(Saved data entries)
◆ ◆ ◆ ◆ ◆ ◆ ◆

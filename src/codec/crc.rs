//! Frame check sequences

/// CRC-16/CCITT-FALSE (poly 0x1021, init 0xFFFF), protects MAC headers
pub fn crc16(data: &[u8]) -> u16 {
    let mut crc: u16 = 0xFFFF;
    for b in data {
        crc ^= (*b as u16) << 8;
        for _ in 0..8 {
            crc = match crc & 0x8000 != 0 {
                true => (crc << 1) ^ 0x1021,
                false => crc << 1,
            };
        }
    }
    crc
}

/// CRC-32 (IEEE 802.3, reflected), protects whole physical frames
pub fn crc32(data: &[u8]) -> u32 {
    let mut crc: u32 = 0xFFFF_FFFF;
    for b in data {
        crc ^= *b as u32;
        for _ in 0..8 {
            crc = match crc & 1 != 0 {
                true => (crc >> 1) ^ 0xEDB8_8320,
                false => crc >> 1,
            };
        }
    }
    !crc
}
//! Composite link metric

use crate::amc::QualityReport;
use crate::error::ConfigError;

/// SNR at which the SNR factor saturates, in dB
pub const SNR_FULL_SCALE_DB: f32 = 30.0;
/// Latency at which the latency factor reaches its floor, in ms
pub const LATENCY_FULL_SCALE_MS: f32 = 100.0;
/// Minimum latency factor
pub const LATENCY_FLOOR: f32 = 0.1;

/// Exponents applied to each factor of the composite metric
#[derive(Debug, Clone, Copy, PartialEq)]
pub struct MetricWeights {
    pub snr: f32,
    pub loss: f32,
    pub latency: f32,
}

impl Default for MetricWeights {
    fn default() -> Self {
        Self{ snr: 1.0, loss: 1.0, latency: 1.0 }
    }
}

impl MetricWeights {
    pub fn validate(&self) -> Result<(), ConfigError> {
        match [self.snr, self.loss, self.latency].iter().all(|w| w.is_finite() && *w >= 0.0) {
            true => Ok(()),
            false => Err(ConfigError::MetricWeights),
        }
    }
}

/// Link metric in [0, 1], higher is better
///
/// `(1 - loss)^wl * min(1, snr / 30)^ws * max(0.1, 1 - latency / 100)^wt`
pub fn composite_metric(report: &QualityReport, weights: &MetricWeights) -> f32 {
    let delivery = (1.0 - report.packet_loss).clamp(0.0, 1.0);
    let snr = (report.snr_db / SNR_FULL_SCALE_DB).clamp(0.0, 1.0);
    let latency = (1.0 - report.latency_ms / LATENCY_FULL_SCALE_MS).clamp(LATENCY_FLOOR, 1.0);

    delivery.powf(weights.loss) * snr.powf(weights.snr) * latency.powf(weights.latency)
}

#[cfg(test)]
mod test {
    use super::*;
    use crate::node::Address;

    fn report(snr_db: f32, packet_loss: f32, latency_ms: f32) -> QualityReport {
        QualityReport{ link: Address(1), snr_db, packet_loss, latency_ms }
    }

    #[test]
    fn reference_link_ordering() {
        let links = [report(25.0, 0.01, 10.0), report(15.0, 0.05, 30.0), report(5.0, 0.2, 80.0)];
        let w = MetricWeights::default();

        let metrics: Vec<_> = links.iter().map(|l| composite_metric(l, &w)).collect();

        let direct = [
            0.99 * (25.0 / 30.0) * 0.9,
            0.95 * (15.0 / 30.0) * 0.7,
            0.8 * (5.0 / 30.0) * 0.2,
        ];
        for (m, d) in metrics.iter().zip(direct.iter()) {
            assert!((m - d).abs() < 1e-5, "{} != {}", m, d);
        }

        assert!(metrics[0] > metrics[1] && metrics[1] > metrics[2]);
    }

    #[test]
    fn factor_bounds() {
        let w = MetricWeights::default();

        assert_eq!(composite_metric(&report(40.0, 0.0, 0.0), &w), 1.0);
        assert_eq!(composite_metric(&report(-3.0, 0.0, 0.0), &w), 0.0);
        assert!((composite_metric(&report(30.0, 0.0, 500.0), &w) - LATENCY_FLOOR).abs() < 1e-6);

        // Zero weight removes a factor
        let w = MetricWeights{ snr: 0.0, ..Default::default() };
        assert_eq!(composite_metric(&report(3.0, 0.0, 0.0), &w), 1.0);

        assert!(MetricWeights{ loss: -1.0, ..Default::default() }.validate().is_err());
    }
}
/// Route table maintenance, owned by the engine's low priority work
pub struct Router {
    address: Address,
    config: RoutingConfig,
    links: Reader<LinkTable>,

    seq: u16,
    routes: RouteTable,
    /// Last sequence accepted per (originator, neighbour)
    seen: BTreeMap<(Address, Address), (u16, Ts)>,

    publisher: Publisher<RouteTable>,
}

impl Router {
    pub fn new(address: Address, config: RoutingConfig, links: Reader<LinkTable>) -> Self {
        Self {
            address,
            config,
            links,
            seq: 0,
            routes: RouteTable::new(),
            seen: BTreeMap::new(),
            publisher: Publisher::new(RouteTable::new()),
        }
    }

    pub fn routes(&self) -> &RouteTable {
        &self.routes
    }

    pub fn route(&self, destination: &Address) -> Option<&RouteEntry> {
        self.routes.get(destination)
    }

    /// Non-blocking next hop lookup over the published tables
    pub fn reader(&self) -> NextHop {
        NextHop::new(self.publisher.reader(), self.links.clone(), self.config.link_timeout_us)
    }

    /// Generate our own advertisement
    pub fn originate(&mut self, _now: Ts) -> Ogm {
        let ogm = Ogm {
            originator: self.address,
            seq: self.seq,
            ttl: self.config.max_hops,
            metric: 1.0,
            prev_hop: self.address,
        };

        self.seq = self.seq.wrapping_add(1);

        trace!("Originate OGM seq {}", ogm.seq);

        ogm
    }

    /// Process an OGM received from neighbour `from`, returning the OGM to
    /// relay if the route table was updated
    pub fn process(&mut self, from: Address, ogm: &Ogm, now: Ts) -> Option<Ogm> {
        if ogm.ttl == 0 {
            trace!("Drop OGM from {}: TTL exhausted", from);
            return None;
        }
        if ogm.originator == self.address || from == self.address || ogm.prev_hop == self.address {
            trace!("Drop OGM from {}: own or echoed advertisement", from);
            return None;
        }
        if !(0.0..=1.0).contains(&ogm.metric) {
            debug!("Drop OGM from {}: metric {} outside [0, 1]", from, ogm.metric);
            return None;
        }

        let links = self.links.load().clone();
        let link = match links.get(&from) {
            Some(l) if l.is_live(now, self.config.link_timeout_us) => l.smoothed_metric,
            _ => {
                trace!("Drop OGM from {}: no link quality", from);
                return None;
            }
        };

        if let Some((last, _)) = self.seen.get(&(ogm.originator, from)) {
            if !newer(ogm.seq, *last) {
                trace!("Drop OGM {} seq {} via {}: duplicate", ogm.originator, ogm.seq, from);
                return None;
            }
        }

        if let Some(e) = self.routes.get(&ogm.originator) {
            if e.seq.wrapping_sub(ogm.seq) as i16 as i32 > self.config.replay_window as i32 {
                debug!("Drop OGM {} seq {} via {}: outside replay window", ogm.originator, ogm.seq, from);
                return None;
            }
        }

        self.seen.insert((ogm.originator, from), (ogm.seq, now));

        let ttl = ogm.ttl.min(self.config.max_hops);
        let metric = ogm.metric * link * (1.0 - self.config.hop_penalty);
        let c = Candidate {
            via: from,
            metric,
            hops: self.config.max_hops - ttl + 1,
            seq: ogm.seq,
            updated: now,
        };

        let updated = match self.routes.get_mut(&ogm.originator) {
            None => {
                info!("New route to {} via {} (metric: {:.3} hops: {})", ogm.originator, from, metric, c.hops);
                self.routes.insert(ogm.originator, RouteEntry::new(ogm.originator, c));
                true
            },
            Some(e) if newer(e.seq, ogm.seq) => {
                // Older than the newest advertisement, only usable as an alternative
                trace!("OGM {} seq {} via {} behind seq {}", ogm.originator, ogm.seq, from, e.seq);

                match e.primary.via == from {
                    true => e.primary = c,
                    false => e.insert_backup(c),
                }
                e.rerank();
                false
            },
            Some(e) => {
                e.seq = ogm.seq;

                if e.primary.via == from {
                    e.primary = c;
                    e.updated = now;
                    if e.rerank() {
                        debug!("Route to {} moved to {} after refresh via {}", ogm.originator, e.primary.via, from);
                    }
                    true

                } else if metric > e.primary.metric {
                    debug!("Route to {} via {} replaces {} ({:.3} > {:.3})",
                            ogm.originator, from, e.primary.via, metric, e.primary.metric);

                    e.remove_backup(from);
                    let previous = core::mem::replace(&mut e.primary, c);
                    e.insert_backup(previous);
                    e.updated = now;
                    true

                } else {
                    e.insert_backup(c);
                    false
                }
            }
        };

        // Backups change forwarding too
        self.publish();

        match (updated, ttl - 1) {
            (true, ttl) if ttl > 0 => Some(Ogm {
                originator: ogm.originator,
                seq: ogm.seq,
                ttl,
                metric,
                prev_hop: from,
            }),
            _ => None,
        }
    }

    /// Expire stale routes and candidates, returning the number of routes removed
    pub fn purge(&mut self, now: Ts) -> usize {
        let expiry = self.config.route_expiry();
        let stale = |t: Ts| now.saturating_sub(t) > expiry;

        let mut changed = false;
        let mut removed = vec![];

        for (dest, e) in self.routes.iter_mut() {
            let n = e.backups.len();
            while let Some(i) = e.backups.iter().position(|b| stale(b.updated)) {
                e.backups.swap_remove(i);
            }
            if n != e.backups.len() {
                e.sort_backups();
                changed = true;
            }

            if stale(e.primary.updated) {
                changed = true;
                match e.promote() {
                    true => debug!("Route to {} failed over to {}", dest, e.primary.via),
                    false => removed.push(*dest),
                }
            }
        }

        for d in &removed {
            info!("Route to {} expired", d);
            self.routes.remove(d);
        }

        self.seen.retain(|_, (_, t)| !stale(*t));

        if changed {
            self.publish();
        }

        removed.len()
    }

    fn publish(&mut self) {
        self.publisher.publish(self.routes.clone());
    }
}

/// Destination without a usable next hop
#[derive(Debug, Clone, Copy, PartialEq)]
pub struct Unreachable(pub Address);

impl <E> From<Unreachable> for CoreError<E> {
    fn from(u: Unreachable) -> Self {
        CoreError::RouteUnreachable(u.0)
    }
}

/// Forwarding lookup state, holding the last committed snapshots and the
/// per-destination round-robin cursors
pub struct NextHop {
    routes: Reader<RouteTable>,
    links: Reader<LinkTable>,
    link_timeout: Ts,
    cursors: BTreeMap<Address, usize>,
}

impl NextHop {
    pub fn new(routes: Reader<RouteTable>, links: Reader<LinkTable>, link_timeout: Ts) -> Self {
        Self{ routes, links, link_timeout, cursors: BTreeMap::new() }
    }

    /// Resolve the next hop towards `dest`, skipping candidates whose link
    /// has not reported within the link timeout
    pub fn next_hop(&mut self, dest: Address, now: Ts) -> Result<Address, Unreachable> {
        if dest.is_broadcast() {
            return Ok(dest);
        }

        let routes: Arc<RouteTable> = self.routes.load().clone();
        let links: Arc<LinkTable> = self.links.load().clone();
        let timeout = self.link_timeout;
        let live = |a: &Address| links.get(a).map(|l| l.is_live(now, timeout)).unwrap_or(false);

        let candidates: Vec<_> = routes.get(&dest)
            .map(|e| e.candidates().filter(|c| live(&c.via)).collect())
            .unwrap_or_default();

        if let Some(best) = candidates.iter().map(|c| c.metric).reduce(f32::max) {
            let equal: Vec<_> = candidates.iter()
                .filter(|c| best - c.metric <= EQUAL_COST_EPSILON)
                .collect();

            match equal.len() {
                0 => (),
                1 => return Ok(equal[0].via),
                n => {
                    let cursor = self.cursors.entry(dest).or_insert(0);
                    let via = equal[*cursor % n].via;
                    *cursor = cursor.wrapping_add(1);

                    return Ok(via);
                }
            }
        }

        // Direct neighbours are reachable before their first OGM
        if live(&dest) {
            return Ok(dest);
        }

        Err(Unreachable(dest))
    }
}
//! MAC framing
//!
//! `FrameControl (2) | DurationId (2) | Receiver (6) | Transmitter (6) |
//! Address3 (6) | SequenceControl (2) | HCS (2) | Payload (0-2304)`

use byteorder::{ByteOrder, LittleEndian};
use bytes::{Bytes, BytesMut, BufMut};

use super::{DecodeError, Malformed, Checksum, crc::crc16};
use crate::node::Address;
use crate::qos::QosClass;

/// Header length excluding the HCS
pub const MAC_HEADER_LEN: usize = 24;
pub const HCS_LEN: usize = 2;
pub const MAX_PAYLOAD_LEN: usize = 2304;

const TYPE_MASK: u16 = 0b11;
const SUBTYPE_SHIFT: u16 = 2;
const SUBTYPE_MASK: u16 = 0b1111;
const FLAGS_MASK: u16 = 0b11_1100_0000;

bitflags::bitflags!{
    /// Frame control flags
    pub struct FrameFlags: u16 {
        /// Frame is destined to the distribution system
        const TO_DS       = 1 << 6;
        /// Frame originates from the distribution system
        const FROM_DS     = 1 << 7;
        /// Frame is a retransmission
        const RETRY       = 1 << 8;
        /// Transmitter enters power save after this frame
        const POWER_MGMT  = 1 << 9;
    }
}

#[derive(Debug, Clone, Copy, PartialEq, Eq)]
pub enum MgmtKind {
    Beacon = 0,
    JoinRequest = 1,
    JoinResponse = 2,
    Identification = 3,
    Leave = 4,
}

#[derive(Debug, Clone, Copy, PartialEq, Eq)]
pub enum CtrlKind {
    RetransmitRequest = 0,
}

/// Frame type and subtype
#[derive(Debug, Clone, Copy, PartialEq, Eq)]
pub enum FrameType {
    Management(MgmtKind),
    Control(CtrlKind),
    /// Data frames carry their QoS class as subtype
    Data(QosClass),
}

#[derive(Debug, Clone, Copy, PartialEq)]
pub struct FrameControl {
    pub kind: FrameType,
    pub flags: FrameFlags,
}

impl FrameControl {
    pub fn new(kind: FrameType) -> Self {
        Self{ kind, flags: FrameFlags::empty() }
    }

    pub fn encode(&self) -> u16 {
        let (t, s) = match self.kind {
            FrameType::Management(k) => (0, k as u16),
            FrameType::Control(k) => (1, k as u16),
            FrameType::Data(c) => (2, c as u16),
        };

        t | (s << SUBTYPE_SHIFT) | self.flags.bits()
    }

    pub fn decode(v: u16) -> Result<Self, Malformed> {
        if v & !(TYPE_MASK | (SUBTYPE_MASK << SUBTYPE_SHIFT) | FLAGS_MASK) != 0 {
            return Err(Malformed::Reserved);
        }

        let s = ((v >> SUBTYPE_SHIFT) & SUBTYPE_MASK) as u8;
        let kind = match v & TYPE_MASK {
            0 => FrameType::Management(match s {
                0 => MgmtKind::Beacon,
                1 => MgmtKind::JoinRequest,
                2 => MgmtKind::JoinResponse,
                3 => MgmtKind::Identification,
                4 => MgmtKind::Leave,
                _ => return Err(Malformed::Subtype(s)),
            }),
            1 => FrameType::Control(match s {
                0 => CtrlKind::RetransmitRequest,
                _ => return Err(Malformed::Subtype(s)),
            }),
            2 => FrameType::Data(QosClass::try_from(s).map_err(|_| Malformed::Subtype(s))?),
            _ => return Err(Malformed::FrameType),
        };

        Ok(Self{ kind, flags: FrameFlags::from_bits_truncate(v) })
    }
}

/// Sequence control, 4-bit fragment and 12-bit sequence numbers
#[derive(Debug, Clone, Copy, PartialEq, Eq, Default)]
pub struct SeqCtrl {
    pub fragment: u8,
    pub number: u16,
}

impl SeqCtrl {
    pub const MAX: u16 = 0x0FFF;

    pub fn new(number: u16) -> Self {
        Self{ fragment: 0, number: number & Self::MAX }
    }

    fn encode(&self) -> u16 {
        (self.fragment as u16 & 0xF) | ((self.number & Self::MAX) << 4)
    }

    fn decode(v: u16) -> Self {
        Self{ fragment: (v & 0xF) as u8, number: v >> 4 }
    }
}

#[derive(Debug, Clone, Copy, PartialEq)]
pub struct MacHeader {
    pub control: FrameControl,
    pub duration_id: u16,
    /// Immediate receiver
    pub receiver: Address,
    /// Immediate transmitter
    pub transmitter: Address,
    /// Final destination for data, network identifier for management
    pub address3: Address,
    pub seq: SeqCtrl,
}

impl MacHeader {
    /// Encode header and HCS, returning the encoded length
    pub fn encode(&self, buff: &mut [u8]) -> usize {
        LittleEndian::write_u16(&mut buff[0..], self.control.encode());
        LittleEndian::write_u16(&mut buff[2..], self.duration_id);
        self.receiver.encode(&mut buff[4..]);
        self.transmitter.encode(&mut buff[10..]);
        self.address3.encode(&mut buff[16..]);
        LittleEndian::write_u16(&mut buff[22..], self.seq.encode());

        let hcs = crc16(&buff[..MAC_HEADER_LEN]);
        LittleEndian::write_u16(&mut buff[MAC_HEADER_LEN..], hcs);

        MAC_HEADER_LEN + HCS_LEN
    }

    /// Decode and verify a header, returning the header and consumed length
    pub fn decode(buff: &[u8]) -> Result<(Self, usize), DecodeError> {
        if buff.len() < MAC_HEADER_LEN + HCS_LEN {
            return Err(Malformed::Truncated.into());
        }

        let hcs = LittleEndian::read_u16(&buff[MAC_HEADER_LEN..]);
        if crc16(&buff[..MAC_HEADER_LEN]) != hcs {
            return Err(DecodeError::ChecksumFailure(Checksum::Hcs));
        }

        let h = Self {
            control: FrameControl::decode(LittleEndian::read_u16(&buff[0..]))?,
            duration_id: LittleEndian::read_u16(&buff[2..]),
            receiver: Address::decode(&buff[4..]),
            transmitter: Address::decode(&buff[10..]),
            address3: Address::decode(&buff[16..]),
            seq: SeqCtrl::decode(LittleEndian::read_u16(&buff[22..])),
        };

        Ok((h, MAC_HEADER_LEN + HCS_LEN))
    }
}

#[derive(Debug, Clone, PartialEq)]
pub struct MacFrame {
    pub header: MacHeader,
    payload: Bytes,
}

impl MacFrame {
    pub fn new(header: MacHeader, payload: Bytes) -> Result<Self, Malformed> {
        if payload.len() > MAX_PAYLOAD_LEN {
            return Err(Malformed::Length);
        }
        Ok(Self{ header, payload })
    }

    /// Data frame from `transmitter` via `receiver` to the final `destination`
    pub fn data(receiver: Address, transmitter: Address, destination: Address, seq: SeqCtrl, class: QosClass, payload: Bytes) -> Result<Self, Malformed> {
        let header = MacHeader {
            control: FrameControl::new(FrameType::Data(class)),
            duration_id: 0,
            receiver,
            transmitter,
            address3: destination,
            seq,
        };
        Self::new(header, payload)
    }

    /// Management frame, address3 carries the network identifier
    pub fn management(kind: MgmtKind, receiver: Address, transmitter: Address, network_id: u16, seq: SeqCtrl, payload: Bytes) -> Result<Self, Malformed> {
        let header = MacHeader {
            control: FrameControl::new(FrameType::Management(kind)),
            duration_id: 0,
            receiver,
            transmitter,
            address3: Address(network_id as u64),
            seq,
        };
        Self::new(header, payload)
    }

    pub fn control(kind: CtrlKind, receiver: Address, transmitter: Address, seq: SeqCtrl, payload: Bytes) -> Result<Self, Malformed> {
        let header = MacHeader {
            control: FrameControl::new(FrameType::Control(kind)),
            duration_id: 0,
            receiver,
            transmitter,
            address3: receiver,
            seq,
        };
        Self::new(header, payload)
    }

    pub fn payload(&self) -> &[u8] {
        &self.payload
    }

    /// Network identifier of a management frame
    pub fn network_id(&self) -> u16 {
        self.header.address3.0 as u16
    }

    pub fn len(&self) -> usize {
        MAC_HEADER_LEN + HCS_LEN + self.payload.len()
    }

    pub fn is_empty(&self) -> bool {
        self.payload.is_empty()
    }

    pub fn encode(&self) -> Bytes {
        let mut b = BytesMut::with_capacity(self.len());
        b.resize(MAC_HEADER_LEN + HCS_LEN, 0);
        self.header.encode(&mut b);
        b.put_slice(&self.payload);
        b.freeze()
    }

    pub fn decode(buff: &[u8]) -> Result<Self, DecodeError> {
        let (header, n) = MacHeader::decode(buff)?;

        let payload = &buff[n..];
        if payload.len() > MAX_PAYLOAD_LEN {
            return Err(Malformed::Length.into());
        }

        Ok(Self{ header, payload: Bytes::copy_from_slice(payload) })
    }
}

#[cfg(test)]
mod test {
    use super::*;

    #[test]
    fn frame_control_bits() {
        let mut fc = FrameControl::new(FrameType::Data(QosClass::Video));
        fc.flags = FrameFlags::RETRY | FrameFlags::TO_DS;

        let v = fc.encode();
        assert_eq!(v & 0b11, 2);
        assert_eq!((v >> 2) & 0xF, 2);
        assert_eq!(v & (1 << 8), 1 << 8);
        assert_eq!(v & (1 << 6), 1 << 6);
        assert_eq!(FrameControl::decode(v), Ok(fc));

        assert_eq!(FrameControl::decode(0b11), Err(Malformed::FrameType));
        assert_eq!(FrameControl::decode(9 << 2), Err(Malformed::Subtype(9)));
        assert_eq!(FrameControl::decode(2 | (4 << 2)), Err(Malformed::Subtype(4)));
        assert_eq!(FrameControl::decode(1 << 12), Err(Malformed::Reserved));
    }

    #[test]
    fn header_layout() {
        let f = MacFrame::management(MgmtKind::Beacon, Address::BROADCAST, Address(0xabcd), 0x0100, SeqCtrl::new(0x123), Bytes::from_static(b"abc")).unwrap();
        let b = f.encode();

        assert_eq!(b.len(), 24 + 2 + 3);
        assert_eq!(&b[4..10], &[0xff; 6]);
        assert_eq!(&b[10..16], &[0xcd, 0xab, 0, 0, 0, 0]);
        assert_eq!(LittleEndian::read_u16(&b[22..]), 0x123 << 4);
        assert_eq!(LittleEndian::read_u16(&b[24..]), crc16(&b[..24]));

        let d = MacFrame::decode(&b).unwrap();
        assert_eq!(d, f);
        assert_eq!(d.network_id(), 0x0100);
    }

    #[test]
    fn payload_bounds() {
        let h = MacFrame::control(CtrlKind::RetransmitRequest, Address(1), Address(2), SeqCtrl::new(1), Bytes::new()).unwrap().header;
        assert_eq!(MacFrame::new(h, Bytes::from(vec![0u8; MAX_PAYLOAD_LEN + 1])), Err(Malformed::Length));
        assert!(MacFrame::new(h, Bytes::from(vec![0u8; MAX_PAYLOAD_LEN])).is_ok());

        let mut b = BytesMut::new();
        b.resize(MAC_HEADER_LEN + HCS_LEN, 0);
        h.encode(&mut b);
        b.put_slice(&[0u8; MAX_PAYLOAD_LEN + 1]);
        assert_eq!(MacFrame::decode(&b), Err(DecodeError::Malformed(Malformed::Length)));

        b[3] ^= 0x01;
        assert_eq!(MacFrame::decode(&b), Err(DecodeError::ChecksumFailure(Checksum::Hcs)));
        assert_eq!(MacFrame::decode(&b[..10]), Err(DecodeError::Malformed(Malformed::Truncated)));
    }
}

◆ ◆ ◆ ◆ ◆ ◆ ◆

Exercise directions: Beginning at the line above that contains "let previous = core::mem::replace(&mut", return each line exactly through the line that contains "e.insert_backup(c);", and no others.

Reply to the exercise:
                    let previous = core::mem::replace(&mut e.primary, c);
                    e.insert_backup(previous);
                    e.updated = now;
                    true

                } else {
                    e.insert_backup(c);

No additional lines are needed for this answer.